A visualization map of the spatial attention score can be found in Figure 7. Specially, Figure 7a–d represent the 15-min, 30-min, 45-min, and 60-min prediction horizon, respectively, and the line between the two stations represents the interaction between these two stations. The width of the blue line shows the value of the attention score among stations. The wider the line is, the stronger the interaction they have between two stations. The spatial attention mechanism could find the important space-dimensional bike-sharing usage information that can influence the usage demand of the bike-sharing stations. The bike-sharing usage demand is not only related to usage pattern of the rent/return bike-sharing stations, but also may be related to the stations around them. In Figure 7a–d, all the prediction horizons demonstrate that the density of the bike-sharing stations is an important factor that influences the correlation among stations.
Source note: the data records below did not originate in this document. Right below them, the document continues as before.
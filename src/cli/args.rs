use std::path::PathBuf;

use clap::{Args, Parser, Subcommand, ValueEnum};
use clap_complete::Shell;
use serde::{Deserialize, Serialize};

use crate::breath::{BackendKind, BreathPattern};
use crate::config::MAX_CYCLES;

#[derive(Parser, Debug)]
#[command(name = "breathwork")]
#[command(about = "A guided-breathing timer for the terminal")]
#[command(long_about = "breathwork - A guided-breathing timer for the terminal

Walks you through Inhale, Hold and Exhale phases with a filling ring,
a breathing orb, a countdown and short tones, for as many cycles as
you like. The default pattern is 4-7-8 breathing.

QUICK START:
  breathwork                     Open the breathing ring
  breathwork run --cycles 6      Six cycles instead of the configured count
  breathwork run -p 4-4-6        Custom phase lengths in seconds
  breathwork run --headless      Run without the full-screen interface
  breathwork plan                Show phases and total session length

KEYS:
  Space / Enter    Start, pause, resume
  Shift+S          Sound on/off
  + / -            More or fewer cycles (resets the session)
  q / Esc          Quit

OUTPUT FORMATS:
  --output pretty    Human-readable colored output (default)
  --output json      Machine-readable JSON for scripting")]
#[command(version, propagate_version = true)]
pub struct Cli {
    /// Output format for command results
    ///
    /// Use 'pretty' for human-readable colored output (default),
    /// or 'json' for machine-readable output suitable for scripting.
    #[arg(short, long, value_enum, default_value = "pretty", global = true)]
    pub output: OutputFormat,

    /// Configuration file to use instead of ~/.breathwork/config.yaml
    #[arg(short, long, global = true, env = "BREATHWORK_CONFIG", value_name = "PATH")]
    pub config: Option<PathBuf>,

    /// More log output (-v info, -vv debug); BREATHWORK_LOG overrides
    #[arg(short, long, action = clap::ArgAction::Count, global = true)]
    pub verbose: u8,

    /// Command to run; opens the breathing ring when omitted
    #[command(subcommand)]
    pub command: Option<Commands>,
}

/// Output format for command results.
#[derive(ValueEnum, Clone, Copy, Debug, Default, PartialEq, Eq, Serialize, Deserialize)]
#[serde(rename_all = "lowercase")]
pub enum OutputFormat {
    /// Human-readable colored output.
    #[default]
    Pretty,
    /// Machine-readable JSON output.
    Json,
}

#[derive(Subcommand, Debug)]
pub enum Commands {
    /// Run a breathing session
    ///
    /// Opens the full-screen breathing ring. Click the ring or press Space
    /// to start, pause and resume. With --headless the session starts at
    /// once and prints each phase as a line instead, then a summary.
    ///
    /// # Examples
    ///
    ///   breathwork run                     Configured pattern and cycles
    ///   breathwork run -n 2 -p 4-7-8       Two cycles of 4-7-8
    ///   breathwork run --headless --mute   Quiet line-by-line session
    #[command(alias = "r")]
    Run(RunArgs),

    /// Show the phase plan and total session length
    ///
    /// # Examples
    ///
    ///   breathwork plan                 Configured plan
    ///   breathwork plan -p 5-5-5 -n 10  Plan for custom settings
    ///   breathwork plan -o json         Machine-readable
    Plan(SessionArgs),

    /// Show, locate or create the configuration file
    Config(ConfigArgs),

    /// Generate shell completions
    ///
    /// # Examples
    ///
    ///   breathwork completions bash > ~/.local/share/bash-completion/completions/breathwork
    ///   breathwork completions zsh > ~/.zfunc/_breathwork
    Completions {
        /// Shell to generate completions for
        #[arg(value_enum)]
        shell: Shell,
    },
}

/// Overrides for the session shape.
#[derive(Args, Debug, Clone, Default, PartialEq, Eq)]
pub struct SessionArgs {
    /// Number of cycles (1 to 99)
    #[arg(short = 'n', long, value_parser = clap::value_parser!(u32).range(1..=i64::from(MAX_CYCLES)))]
    pub cycles: Option<u32>,

    /// Phase lengths in seconds as inhale-hold-exhale, e.g. 4-7-8
    #[arg(short, long, value_name = "PATTERN")]
    pub pattern: Option<BreathPattern>,
}

#[derive(Args, Debug, Clone, Default, PartialEq, Eq)]
pub struct RunArgs {
    #[command(flatten)]
    pub session: SessionArgs,

    /// Run without the full-screen interface, printing one line per phase
    #[arg(long)]
    pub headless: bool,

    /// Start with sound off
    #[arg(short, long)]
    pub mute: bool,

    /// Audio backend
    #[arg(short, long, value_enum)]
    pub backend: Option<BackendKind>,
}

#[derive(Args, Debug)]
pub struct ConfigArgs {
    #[command(subcommand)]
    pub command: ConfigCommands,
}

#[derive(Subcommand, Debug, Clone, PartialEq, Eq)]
pub enum ConfigCommands {
    /// Print the effective configuration
    Show,

    /// Print the configuration file path
    Path,

    /// Write the default configuration file
    Init {
        /// Overwrite an existing file
        #[arg(long)]
        force: bool,
    },
}

#[cfg(test)]
mod tests {
    use super::*;
    use clap::CommandFactory;
    use std::time::Duration;

    #[test]
    fn test_cli_definition_is_valid() {
        Cli::command().debug_assert();
    }

    #[test]
    fn test_no_subcommand_opens_ring() {
        let cli = Cli::try_parse_from(["breathwork"]).unwrap();
        assert!(cli.command.is_none());
        assert_eq!(cli.output, OutputFormat::Pretty);
        assert_eq!(cli.verbose, 0);
    }

    #[test]
    fn test_run_args() {
        let cli = Cli::try_parse_from([
            "breathwork",
            "run",
            "--headless",
            "-n",
            "3",
            "-p",
            "4-4-6",
            "--mute",
            "--backend",
            "bell",
            "-vv",
        ])
        .unwrap();

        let Some(Commands::Run(args)) = cli.command else {
            panic!("expected run");
        };
        assert!(args.headless);
        assert!(args.mute);
        assert_eq!(args.backend, Some(BackendKind::Bell));
        assert_eq!(args.session.cycles, Some(3));
        let pattern = args.session.pattern.unwrap();
        assert_eq!(pattern.exhale, Duration::from_secs(6));
        assert_eq!(cli.verbose, 2);
    }

    #[test]
    fn test_cycle_bounds() {
        assert!(Cli::try_parse_from(["breathwork", "run", "-n", "0"]).is_err());
        assert!(Cli::try_parse_from(["breathwork", "run", "-n", "100"]).is_err());
        assert!(Cli::try_parse_from(["breathwork", "plan", "-n", "99"]).is_ok());
    }

    #[test]
    fn test_bad_pattern_rejected() {
        assert!(Cli::try_parse_from(["breathwork", "plan", "-p", "4-7"]).is_err());
    }

    #[test]
    fn test_global_options_after_subcommand() {
        let cli = Cli::try_parse_from([
            "breathwork",
            "plan",
            "-o",
            "json",
            "--config",
            "/tmp/bw.yaml",
        ])
        .unwrap();
        assert_eq!(cli.output, OutputFormat::Json);
        assert_eq!(cli.config, Some(PathBuf::from("/tmp/bw.yaml")));
    }

    #[test]
    fn test_config_init_force() {
        let cli = Cli::try_parse_from(["breathwork", "config", "init", "--force"]).unwrap();
        let Some(Commands::Config(args)) = cli.command else {
            panic!("expected config");
        };
        assert_eq!(args.command, ConfigCommands::Init { force: true });
    }

    #[test]
    fn test_completions_shell() {
        let cli = Cli::try_parse_from(["breathwork", "completions", "fish"]).unwrap();
        assert!(matches!(
            cli.command,
            Some(Commands::Completions { shell: Shell::Fish })
        ));
    }
}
Stations always have a wider line connecting to those stations close to them, which means they have a stronger spatial connection to these stations. We can also see more connections among stations at a higher density area, and the usage of bike-sharing is higher in this area because of the convenience. When an area has a high density of bike-sharing stations, users can have multiple station choices when renting or returning the shared bikes. The walking distance among those stations is acceptable for users to switch from one station to another, which makes these stations more closely correlated [55]. When the high density of bike-sharing stations is low, the distance between the adjacent stations is large. It makes users more willing to travel by bus or metro instead of traveling by bike sharing [56]. The spatial weight among stations is not significantly influenced by time granularity, and a similar pattern can be found for different time granularities. Using a different time horizon from 15 to 60 min will not differentiate the spatial correlations.

5. Conclusions

This paper proposes an STGA-LSTM framework to predict the station-level short-term demand of a bike-sharing system by adopting multi-source data, including historical bike-sharing trip data, land-use data, weather data, and users’ personal information.
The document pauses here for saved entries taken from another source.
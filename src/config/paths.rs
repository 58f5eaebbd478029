//! Path resolution for breathwork configuration and log files.
//!
//! Everything lives in `~/.breathwork/`:
//! - `config.yaml` - Main configuration file
//! - `breathwork.log` - Log output while the terminal UI owns the screen

use std::path::PathBuf;

use crate::error::BreathError;

/// Paths to breathwork files.
#[derive(Debug, Clone)]
pub struct Paths {
    /// Root directory: `~/.breathwork/`
    pub root: PathBuf,
    /// Config file: `~/.breathwork/config.yaml`
    pub config_file: PathBuf,
    /// Log file: `~/.breathwork/breathwork.log`
    pub log_file: PathBuf,
}

impl Paths {
    /// Create paths based on the user's home directory.
    ///
    /// # Errors
    ///
    /// Returns an error if the home directory cannot be determined.
    pub fn new() -> Result<Self, BreathError> {
        let home = std::env::var("HOME")
            .map_err(|_| BreathError::Config("Could not determine home directory".to_string()))?;

        Ok(Self::with_root(PathBuf::from(home).join(".breathwork")))
    }

    /// Create paths with a custom root directory.
    #[must_use]
    pub fn with_root(root: PathBuf) -> Self {
        Self {
            config_file: root.join("config.yaml"),
            log_file: root.join("breathwork.log"),
            root,
        }
    }

    /// Use `config_file` instead of the default config location. The log
    /// file stays under the root.
    #[must_use]
    pub fn with_config_file(mut self, config_file: PathBuf) -> Self {
        self.config_file = config_file;
        self
    }

    /// Ensure the root directory exists.
    ///
    /// # Errors
    ///
    /// Returns an error if directory creation fails.
    pub fn ensure_dirs(&self) -> Result<(), BreathError> {
        if !self.root.exists() {
            std::fs::create_dir_all(&self.root).map_err(|e| {
                BreathError::Config(format!(
                    "Failed to create directory {}: {e}",
                    self.root.display()
                ))
            })?;
        }
        Ok(())
    }
}

impl Default for Paths {
    fn default() -> Self {
        Self::new().unwrap_or_else(|_| Self::with_root(PathBuf::from(".breathwork")))
    }
}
We used GCN to dig for spatial information and used LSTM to mine the temporal information from the data. The attention mechanism was applied to the spatio-temporal dimension simultaneously to deliver a more accurate prediction. We formulate the rental demand and return demand of shared bikes with a graph structure with our proposed STGA-LSTM model. The graph of the bike-sharing stations was constructed based on the demand connection among stations. In order to describe the relationship between stations and simplify the construction process, a learnable adjacency matrix was used in the model.

Experimental results of the real datasets obtained from the Nanjing bike-sharing systems validated that the proposed model is effective. The proposed model is more accurate and efficient than the baseline models, and exogenous variables can only slightly promote the prediction accuracy. Furthermore, we discuss the impact of the temporal and spatial attention mechanism. Temporal attention scores illustrate that, compared to other time steps, the closest historical time step influences the prediction result the most. Spatial attention scores indicate that a higher density of bike-sharing stations causes a stronger interaction among stations.
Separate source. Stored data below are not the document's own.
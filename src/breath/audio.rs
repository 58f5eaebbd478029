//! Concrete audio backends.

use std::io::Write;

use clap::ValueEnum;
use serde::{Deserialize, Serialize};

use crate::breath::tone::{AudioBackend, BackendInit, ToneSpec};
use crate::error::BreathError;

/// Which backend plays tones.
///
/// The default is `system` when built with the `audio` feature and `bell`
/// otherwise, so a default configuration always has a backend that opens.
#[derive(Debug, Clone, Copy, PartialEq, Eq, Serialize, Deserialize, ValueEnum)]
#[serde(rename_all = "lowercase")]
pub enum BackendKind {
    /// Synthesized tones on the default output device.
    System,
    /// The terminal bell, once per tone.
    Bell,
    /// No audio at all.
    Off,
}

impl Default for BackendKind {
    fn default() -> Self {
        if cfg!(feature = "audio") {
            Self::System
        } else {
            Self::Bell
        }
    }
}

impl BackendKind {
    /// Get display name.
    #[must_use]
    pub const fn display_name(self) -> &'static str {
        match self {
            Self::System => "system",
            Self::Bell => "bell",
            Self::Off => "off",
        }
    }

    /// A deferred opener for this backend, for [`ToneEmitter`](crate::breath::ToneEmitter).
    #[must_use]
    pub fn opener(self) -> BackendInit {
        Box::new(move || open_backend(self))
    }
}

/// Open the backend of the given kind.
///
/// # Errors
///
/// Returns `BreathError::Audio` if the backend is `Off`, if the binary was
/// built without the `audio` feature and `System` is requested, or if the
/// output device cannot be opened.
pub fn open_backend(kind: BackendKind) -> Result<Box<dyn AudioBackend>, BreathError> {
    match kind {
        BackendKind::System => open_system(),
        BackendKind::Bell => Ok(Box::new(BellBackend::new(std::io::stderr()))),
        BackendKind::Off => Err(BreathError::Audio("sound backend is off".to_string())),
    }
}

#[cfg(feature = "audio")]
fn open_system() -> Result<Box<dyn AudioBackend>, BreathError> {
    Ok(Box::new(system::CpalBackend::open()?))
}

#[cfg(not(feature = "audio"))]
fn open_system() -> Result<Box<dyn AudioBackend>, BreathError> {
    Err(BreathError::Audio(
        "built without the `audio` feature".to_string(),
    ))
}

/// Rings the terminal bell for every tone.
///
/// [`open_backend`] rings on stderr so stdout stays free for command output.
#[derive(Debug)]
pub struct BellBackend<W: Write> {
    out: W,
}

impl<W: Write> BellBackend<W> {
    /// Ring bells on `out`.
    pub const fn new(out: W) -> Self {
        Self { out }
    }

    /// Consume the backend, returning the writer.
    pub fn into_inner(self) -> W {
        self.out
    }
}

impl<W: Write> AudioBackend for BellBackend<W> {
    fn play(&mut self, _tone: &ToneSpec) -> Result<(), BreathError> {
        self.out
            .write_all(b"\x07")
            .and_then(|()| self.out.flush())
            .map_err(|e| BreathError::Audio(format!("bell: {e}")))
    }

    fn name(&self) -> &'static str {
        "bell"
    }
}

#[cfg(feature = "audio")]
mod system {
    use cpal::traits::{DeviceTrait, HostTrait, StreamTrait};
    use crossbeam_channel::{bounded, Sender};
    use tracing::debug;

    use crate::breath::synth::{Mixer, ToneVoice};
    use crate::breath::tone::{AudioBackend, ToneSpec};
    use crate::error::BreathError;

    const VOICE_QUEUE: usize = 16;

    fn audio_err(context: &str, err: impl std::fmt::Display) -> BreathError {
        BreathError::Audio(format!("{context}: {err}"))
    }

    /// Synthesized output through cpal. Voices are handed to the device
    /// callback over a channel; the callback owns the mixer.
    pub struct CpalBackend {
        _stream: cpal::Stream,
        voices: Sender<ToneVoice>,
        sample_rate: u32,
    }

    impl CpalBackend {
        pub fn open() -> Result<Self, BreathError> {
            let host = cpal::default_host();
            let device = host
                .default_output_device()
                .ok_or_else(|| BreathError::Audio("no output device".to_string()))?;
            let supported = device
                .default_output_config()
                .map_err(|e| audio_err("output config", e))?;
            if supported.sample_format() != cpal::SampleFormat::F32 {
                return Err(BreathError::Audio(format!(
                    "unsupported sample format {:?}",
                    supported.sample_format()
                )));
            }

            let config: cpal::StreamConfig = supported.into();
            let channels = usize::from(config.channels);
            let sample_rate = config.sample_rate.0;
            let (voices, incoming) = bounded::<ToneVoice>(VOICE_QUEUE);

            let mut mixer = Mixer::new();
            let stream = device
                .build_output_stream(
                    &config,
                    move |data: &mut [f32], _: &cpal::OutputCallbackInfo| {
                        while let Ok(voice) = incoming.try_recv() {
                            mixer.push(voice);
                        }
                        mixer.fill(data, channels);
                    },
                    |err| debug!(error = %err, "audio stream error"),
                    None,
                )
                .map_err(|e| audio_err("build stream", e))?;
            stream.play().map_err(|e| audio_err("start stream", e))?;

            debug!(sample_rate, channels, "audio stream started");
            Ok(Self {
                _stream: stream,
                voices,
                sample_rate,
            })
        }
    }

    impl AudioBackend for CpalBackend {
        fn play(&mut self, tone: &ToneSpec) -> Result<(), BreathError> {
            self.voices
                .try_send(ToneVoice::new(*tone, self.sample_rate))
                .map_err(|e| audio_err("queue tone", e))
        }

        fn name(&self) -> &'static str {
            "system"
        }
    }
}

#[cfg(test)]
mod tests {
    use super::*;
    use crate::breath::tone::Cue;

    #[test]
    fn test_bell_writes_one_bel_per_tone() {
        let mut bell = BellBackend::new(Vec::new());
        for tone in Cue::Completion.tones() {
            bell.play(tone).unwrap();
        }
        assert_eq!(bell.into_inner(), b"\x07\x07".to_vec());
    }

    #[test]
    fn test_off_backend_fails() {
        let err = open_backend(BackendKind::Off).err().unwrap();
        assert!(matches!(err, BreathError::Audio(_)));
    }

    #[test]
    fn test_bell_backend_opens() {
        let backend = open_backend(BackendKind::Bell).unwrap();
        assert_eq!(backend.name(), "bell");
    }

    #[cfg(not(feature = "audio"))]
    #[test]
    fn test_system_backend_unavailable_without_feature() {
        assert!(open_backend(BackendKind::System).is_err());
    }

    #[test]
    fn test_backend_kind_serde() {
        let kind: BackendKind = serde_yaml::from_str("bell").unwrap();
        assert_eq!(kind, BackendKind::Bell);
        let text = serde_yaml::to_string(&BackendKind::Off).unwrap();
        assert!(text.contains("off"));
        assert_eq!(serde_yaml::from_str::<BackendKind>(&text).unwrap(), BackendKind::Off);
    }

    #[cfg(not(feature = "audio"))]
    #[test]
    fn test_default_backend_is_bell_without_feature() {
        assert_eq!(BackendKind::default(), BackendKind::Bell);
        assert!(open_backend(BackendKind::default()).is_ok());
    }

    #[cfg(feature = "audio")]
    #[test]
    fn test_default_backend_is_system_with_feature() {
        assert_eq!(BackendKind::default(), BackendKind::System);
    }
}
Further studies can be implemented from the following directions. First, the findings in this research are limited because the data used in this study only cover one-month docked bike-sharing data. Larger spatio-temporal datasets, such as metro passenger and dockless bike-sharing, can be used to conduct further investigations. Second, other types of external effects, such as metro passenger data and socioeconomic factors, should be considered to improve the prediction accuracy. In addition, the data for users’ personal characteristics can be limited, as indicated by previous research [57,58]. How to obtain the various and accurate personal data for research is worth investigating in future work. Finally, building a deeper network with our proposed model may promote accuracy, and maintaining a better balance between the cost of building a deeper network and the performance of the model should be considered during its implementation in the real world.

Author Contributions

The authors confirm their contributions to this paper as follows: X.M. and Y.J.: conceptualization, methodology, software; Y.Y., M.Z. and M.H.: investigation, writing—original draft preparation, writing—reviewing and editing. All authors checked the results and finalized the manuscript. All authors have read and agreed to the published version of the manuscript.

Funding

This research was funded by National Natural Science Foundation of China, grant number 52172304 and 51908187, and The APC was funded by National Natural Science Foundation of China, grant number 52172304.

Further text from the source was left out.